[Saved entries]
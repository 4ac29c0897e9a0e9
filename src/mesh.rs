// Peer discovery, liveness tracking, and the mesh send/receive façade.
//
// Grounded on `proto/service_registry.rs` for the shape of a process-local
// peer table (lock, upsert, gc-the-dead, find-by-prefix) and on the
// original's housekeeper thread for the actual wire protocol: every node
// joins a per-pid inbox channel plus the well-known registry channel,
// broadcasts `REGISTER` on startup, refreshes with periodic `HEARTBEAT`s,
// and announces `GOODBYE` on clean shutdown. A background thread drains the
// registry channel and evicts peers that stop heartbeating.

use std::sync::atomic::{AtomicBool, Ordering};
use std::sync::{Arc, Mutex};
use std::thread::JoinHandle;
use std::time::{Duration, Instant};

use crate::channel::{Channel, ChannelOptions, CreatePolicy, Message, ZcWriteHandle};
use crate::channel_name;
use crate::device;
use crate::error::{CortezError, LastError, Result};
use crate::frame::{MSG_GOODBYE, MSG_HEARTBEAT, MSG_REGISTER};

pub const REGISTRY_CHANNEL_NAME: &str = "_cortez_registry";
pub const HEARTBEAT_INTERVAL: Duration = Duration::from_secs(2);
pub const PEER_TIMEOUT: Duration = Duration::from_secs(10);
const HOUSEKEEPER_POLL: Duration = Duration::from_millis(100);

const INBOX_DEFAULT_SIZE: usize = 1024 * 1024;
const REGISTRY_DEFAULT_SIZE: usize = 4 * 1024 * 1024;

/// Identity of a peer as carried in registry wire messages.
#[derive(Debug, Clone)]
pub struct PeerInfo {
    pub pid: i32,
    pub inbox_channel_name: String,
}

const INBOX_NAME_FIELD_LEN: usize = 64;

#[repr(C)]
struct RegistryWireMsg {
    pid: i32,
    inbox_channel_name: [u8; INBOX_NAME_FIELD_LEN],
}

const WIRE_MSG_LEN: usize = std::mem::size_of::<RegistryWireMsg>();

impl RegistryWireMsg {
    fn encode(pid: i32, inbox_name: &str) -> [u8; WIRE_MSG_LEN] {
        let mut name_buf = [0u8; INBOX_NAME_FIELD_LEN];
        let bytes = inbox_name.as_bytes();
        let len = bytes.len().min(INBOX_NAME_FIELD_LEN - 1);
        name_buf[..len].copy_from_slice(&bytes[..len]);
        let msg = RegistryWireMsg {
            pid,
            inbox_channel_name: name_buf,
        };
        unsafe { std::mem::transmute_copy(&msg) }
    }

    fn decode(bytes: &[u8]) -> Option<PeerInfo> {
        if bytes.len() < WIRE_MSG_LEN {
            return None;
        }
        let msg: RegistryWireMsg = unsafe { std::ptr::read_unaligned(bytes.as_ptr() as *const RegistryWireMsg) };
        let end = msg
            .inbox_channel_name
            .iter()
            .position(|&b| b == 0)
            .unwrap_or(INBOX_NAME_FIELD_LEN);
        let name = std::str::from_utf8(&msg.inbox_channel_name[..end]).ok()?.to_string();
        Some(PeerInfo {
            pid: msg.pid,
            inbox_channel_name: name,
        })
    }
}

struct PeerEntry {
    info: PeerInfo,
    last_heartbeat: Instant,
    send_channel: Option<Channel>,
}

#[derive(Debug, Clone, Copy)]
pub struct MeshOptions {
    pub inbox_size: usize,
    pub registry_size: usize,
}

impl Default for MeshOptions {
    fn default() -> Self {
        Self {
            inbox_size: INBOX_DEFAULT_SIZE,
            registry_size: REGISTRY_DEFAULT_SIZE,
        }
    }
}

struct MeshInner {
    node_name: String,
    pid: i32,
    inbox: Channel,
    registry: Channel,
    peers: Mutex<Vec<PeerEntry>>,
    run: Arc<AtomicBool>,
    housekeeper: Mutex<Option<JoinHandle<()>>>,
    last_error: LastError,
}

/// The mesh façade: a process's door onto the many-to-many message bus.
///
/// Construct with [`Mesh::init`]; call [`Mesh::shutdown`] (or just drop it)
/// when leaving the mesh.
pub struct Mesh(Arc<MeshInner>);

fn join_or_recover(name: &str, size: usize, policy: CreatePolicy) -> Result<Channel> {
    let opts = ChannelOptions {
        size,
        create_policy: policy,
    };
    let ch = Channel::join(name, &opts)?;
    if ch.is_stale() {
        ch.recover()?;
    }
    Ok(ch)
}

/// Best-effort human-readable process name for log lines, read from
/// `/proc/{pid}/comm`. Purely a logging nicety; falls back to the bare pid.
fn process_comm(pid: i32) -> String {
    std::fs::read_to_string(format!("/proc/{pid}/comm"))
        .map(|s| s.trim().to_string())
        .unwrap_or_else(|_| pid.to_string())
}

impl Mesh {
    /// Join the mesh under `node_name`: creates this process's inbox,
    /// joins the shared registry channel, drains stale registry traffic,
    /// broadcasts `REGISTER`, and starts the housekeeper thread.
    /// `spec.md` §4.8/§4.9.
    pub fn init(node_name: &str, options: &MeshOptions) -> Result<Self> {
        channel_name::validate(node_name)?;
        let pid = device::current_pid();
        let inbox_name = channel_name::shorten(&format!("{node_name}-{pid}"));

        let inbox = join_or_recover(&inbox_name, options.inbox_size, CreatePolicy::CreateOrJoin)?;
        let registry = join_or_recover(
            REGISTRY_CHANNEL_NAME,
            options.registry_size,
            CreatePolicy::CreateOrJoin,
        )?;

        // Drain whatever is already sitting in the registry channel before
        // announcing ourselves, so a late joiner doesn't reprocess it as if
        // it were fresh.
        while registry.read(Some(Duration::ZERO)).is_ok() {}

        let run = Arc::new(AtomicBool::new(true));
        let inner = Arc::new(MeshInner {
            node_name: node_name.to_string(),
            pid,
            inbox,
            registry,
            peers: Mutex::new(Vec::new()),
            run: Arc::clone(&run),
            housekeeper: Mutex::new(None),
            last_error: LastError::new(),
        });

        let mesh = Mesh(inner);
        mesh.broadcast(MSG_REGISTER, &mesh.self_wire_msg())?;

        let hk_inner = Arc::clone(&mesh.0);
        let handle = std::thread::spawn(move || housekeeper_main(hk_inner, run));
        *mesh.0.housekeeper.lock().unwrap() = Some(handle);

        log::info!("mesh node '{node_name}' (pid {pid}) joined, inbox '{inbox_name}'");
        Ok(mesh)
    }

    fn self_wire_msg(&self) -> [u8; WIRE_MSG_LEN] {
        RegistryWireMsg::encode(self.0.pid, self.0.inbox.name())
    }

    fn broadcast(&self, msg_type: u16, payload: &[u8]) -> Result<()> {
        self.0.registry.write(msg_type, payload)
    }

    pub fn pid(&self) -> i32 {
        self.0.pid
    }

    pub fn inbox_name(&self) -> &str {
        self.0.inbox.name()
    }

    pub fn last_error(&self) -> Option<CortezError> {
        self.0.last_error.get()
    }

    /// List currently-known live peers.
    pub fn list_peers(&self) -> Vec<PeerInfo> {
        self.0
            .peers
            .lock()
            .unwrap()
            .iter()
            .map(|e| e.info.clone())
            .collect()
    }

    /// Find a peer whose node name (the part of the inbox name before the
    /// trailing `-{pid}`) matches `name_prefix`.
    pub fn find_peer_by_name(&self, name_prefix: &str) -> Option<PeerInfo> {
        let needle = format!("{name_prefix}-");
        self.0
            .peers
            .lock()
            .unwrap()
            .iter()
            .find(|e| e.info.inbox_channel_name.starts_with(&needle))
            .map(|e| e.info.clone())
    }

    fn peer_channel(&self, pid: i32) -> Result<Channel> {
        let mut peers = self.0.peers.lock().unwrap();
        let entry = peers
            .iter_mut()
            .find(|e| e.info.pid == pid)
            .ok_or(CortezError::PeerNotFound)?;
        if let Some(ch) = &entry.send_channel {
            return Ok(ch.clone());
        }
        let ch = Channel::join(&entry.info.inbox_channel_name, &ChannelOptions {
            size: INBOX_DEFAULT_SIZE,
            create_policy: CreatePolicy::JoinOnly,
        })?;
        entry.send_channel = Some(ch.clone());
        Ok(ch)
    }

    /// Send a user message to `target_pid`'s inbox. `spec.md` §4.8.
    pub fn send(&self, target_pid: i32, msg_type: u16, payload: &[u8]) -> Result<()> {
        let ch = self.peer_channel(target_pid).map_err(|e| {
            self.0.last_error.set(Some(e));
            e
        })?;
        let result = ch.write(msg_type, payload);
        self.0.last_error.set(result.err());
        result
    }

    /// Reserve space for a zero-copy send into `target_pid`'s inbox. Write
    /// the payload into the handle's `part1`/`part2` slices, then call
    /// `handle.commit(msg_type)` or `handle.abort()`. `spec.md` §4.8.
    pub fn begin_send_zc(&self, target_pid: i32, payload_size: u32) -> Result<ZcWriteHandle> {
        let ch = self.peer_channel(target_pid).map_err(|e| {
            self.0.last_error.set(Some(e));
            e
        })?;
        let result = ch.begin_write_zc(payload_size);
        if let Err(e) = &result {
            self.0.last_error.set(Some(*e));
        }
        result
    }

    /// Block waiting for the next message addressed to this node's inbox.
    pub fn read(&self, timeout: Option<Duration>) -> Result<Message> {
        self.0.inbox.read(timeout)
    }

    /// Broadcast `GOODBYE`, stop the housekeeper, and release all joined
    /// channels. `spec.md` §4.9.
    pub fn shutdown(&self) {
        let _ = self.broadcast(MSG_GOODBYE, &self.self_wire_msg());
        self.0.run.store(false, Ordering::Relaxed);
        if let Some(handle) = self.0.housekeeper.lock().unwrap().take() {
            let _ = handle.join();
        }
        self.0.peers.lock().unwrap().clear();
        log::info!("mesh node '{}' (pid {}) left", self.0.node_name, self.0.pid);
    }
}

impl Drop for Mesh {
    fn drop(&mut self) {
        // Only the last Arc reference (there is exactly one, Mesh has no
        // Clone impl) tears the mesh down; guard against double-shutdown if
        // the caller already called it explicitly.
        if self.0.run.swap(false, Ordering::Relaxed) {
            let _ = self.broadcast(MSG_GOODBYE, &self.self_wire_msg());
        }
        if let Some(handle) = self.0.housekeeper.lock().unwrap().take() {
            let _ = handle.join();
        }
    }
}

fn upsert_peer(inner: &MeshInner, info: PeerInfo) {
    if info.pid == inner.pid {
        return;
    }
    let mut peers = inner.peers.lock().unwrap();
    match peers.iter_mut().find(|e| e.info.pid == info.pid) {
        Some(e) => e.last_heartbeat = Instant::now(),
        None => {
            log::info!(
                "peer joined: pid {} ({}) inbox '{}'",
                info.pid,
                process_comm(info.pid),
                info.inbox_channel_name
            );
            peers.push(PeerEntry {
                info,
                last_heartbeat: Instant::now(),
                send_channel: None,
            });
        }
    }
}

fn remove_peer(inner: &MeshInner, pid: i32) {
    let mut peers = inner.peers.lock().unwrap();
    if let Some(idx) = peers.iter().position(|e| e.info.pid == pid) {
        log::info!("peer left: pid {pid}");
        peers.remove(idx);
    }
}

fn evict_timed_out(inner: &MeshInner) {
    let mut peers = inner.peers.lock().unwrap();
    let now = Instant::now();
    peers.retain(|e| {
        let alive = now.duration_since(e.last_heartbeat) < PEER_TIMEOUT && device::is_pid_alive(e.info.pid);
        if !alive {
            log::warn!("peer timed out: pid {}", e.info.pid);
        }
        alive
    });
}

fn housekeeper_main(inner: Arc<MeshInner>, run: Arc<AtomicBool>) {
    let mut last_self_heartbeat = Instant::now();

    while run.load(Ordering::Relaxed) {
        while let Ok(msg) = inner.registry.read(Some(Duration::ZERO)) {
            let msg_type = msg.msg_type();
            if let Some(info) = RegistryWireMsg::decode(msg.payload()) {
                match msg_type {
                    MSG_REGISTER | MSG_HEARTBEAT => upsert_peer(&inner, info),
                    MSG_GOODBYE => remove_peer(&inner, info.pid),
                    _ => {}
                }
            }
        }

        if last_self_heartbeat.elapsed() >= HEARTBEAT_INTERVAL {
            let wire = RegistryWireMsg::encode(inner.pid, inner.inbox.name());
            let _ = inner.registry.write(MSG_HEARTBEAT, &wire);
            last_self_heartbeat = Instant::now();
        }

        evict_timed_out(&inner);
        std::thread::sleep(HOUSEKEEPER_POLL);
    }
}

#[cfg(test)]
mod tests {
    use super::*;

    #[test]
    fn wire_msg_roundtrips() {
        let bytes = RegistryWireMsg::encode(4242, "node-4242");
        let info = RegistryWireMsg::decode(&bytes).unwrap();
        assert_eq!(info.pid, 4242);
        assert_eq!(info.inbox_channel_name, "node-4242");
    }

    #[test]
    fn wire_msg_truncates_overlong_names_safely() {
        let long = "x".repeat(200);
        let bytes = RegistryWireMsg::encode(1, &long);
        let info = RegistryWireMsg::decode(&bytes).unwrap();
        assert_eq!(info.inbox_channel_name.len(), INBOX_NAME_FIELD_LEN - 1);
    }

    #[test]
    fn mesh_options_default_sizes_are_sane() {
        let opts = MeshOptions::default();
        assert!(opts.inbox_size < opts.registry_size);
    }
}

> [WORK REQUIRED]: Tell how many lines above contain the word "drains". Nothing but the number is needed.

> [SOLUTION TO THE PROBLEM]: 2